PROBLEM TO SOLVE -> Below are some records. Say in a single number how many of their lines include the word "Resource".

START DATASET RECORDS

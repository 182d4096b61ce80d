pub mod app;
pub mod auth;
pub mod cli;
pub mod config;
pub mod error;
pub mod handlers;
pub mod middleware;
pub mod models;
pub mod observability;
pub mod services;
pub mod store;

#[cfg(test)]
pub mod testing;
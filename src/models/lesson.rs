use serde::{Deserialize, Serialize};

use super::Resource;

#[derive(Debug, Clone, Default, PartialEq, Serialize, Deserialize)]
pub struct Lesson {
    #[serde(rename = "_id", default, skip_serializing_if = "Option::is_none")]
    pub id: Option<String>,
    #[serde(default, skip_serializing_if = "Option::is_none")]
    pub course_code: Option<String>,
    #[serde(default, skip_serializing_if = "Option::is_none")]
    pub room_name: Option<String>,
    #[serde(default)]
    pub groups: Vec<String>,
    #[serde(default, skip_serializing_if = "Option::is_none")]
    pub date: Option<String>,
    #[serde(default, skip_serializing_if = "Option::is_none")]
    pub start_time: Option<String>,
    #[serde(default, skip_serializing_if = "Option::is_none")]
    pub end_time: Option<String>,
    #[serde(default, skip_serializing_if = "Option::is_none")]
    pub lecturer: Option<String>,
    #[serde(default, skip_serializing_if = "Option::is_none")]
    pub ruz_lesson_id: Option<String>,
}

impl Resource for Lesson {
    const COLLECTION: &'static str = "lessons";
    const LABEL: &'static str = "Lesson";
    const PLURAL: &'static str = "Lessons";
    const NAME_FIELD: Option<&'static str> = None;
    const MUTABLE_FIELDS: &'static [&'static str] = &[
        "course_code",
        "room_name",
        "groups",
        "date",
        "start_time",
        "end_time",
        "lecturer",
        "ruz_lesson_id",
    ];

    fn id(&self) -> Option<&str> {
        self.id.as_deref()
    }

    fn set_id(&mut self, id: Option<String>) {
        self.id = id;
    }

    fn name(&self) -> Option<&str> {
        None
    }
}
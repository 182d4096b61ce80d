use axum::extract::{Path, State};
use serde_json::Value;

use super::utils::object_id;
use crate::app::AppState;
use crate::middleware::{ApiResponse, ApiResult};
use crate::models::{Equipment, Room};

/// GET /rooms/:id/equipment
///
/// Equipment points at its room either by ObjectId or by room name, so both
/// are matched. Deleted rooms leave their equipment in place.
pub async fn list_room_equipment(
    State(state): State<AppState>,
    Path(id): Path<String>,
) -> ApiResult<Vec<Equipment>> {
    let id = object_id(&id)?;
    let room = state.service::<Room>().get_404(&id).await?;

    let mut keys = vec![Value::String(id.to_hex())];
    if let Some(name) = room.name {
        keys.push(Value::String(name));
    }

    let equipment = state
        .service::<Equipment>()
        .find_by_field("room_id", &keys)
        .await?;
    Ok(ApiResponse::success(
        equipment,
        "Room equipment returned successfully",
    ))
}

END DATASET RECORDS

SOLUTION TO THIS EXERCISE -> 2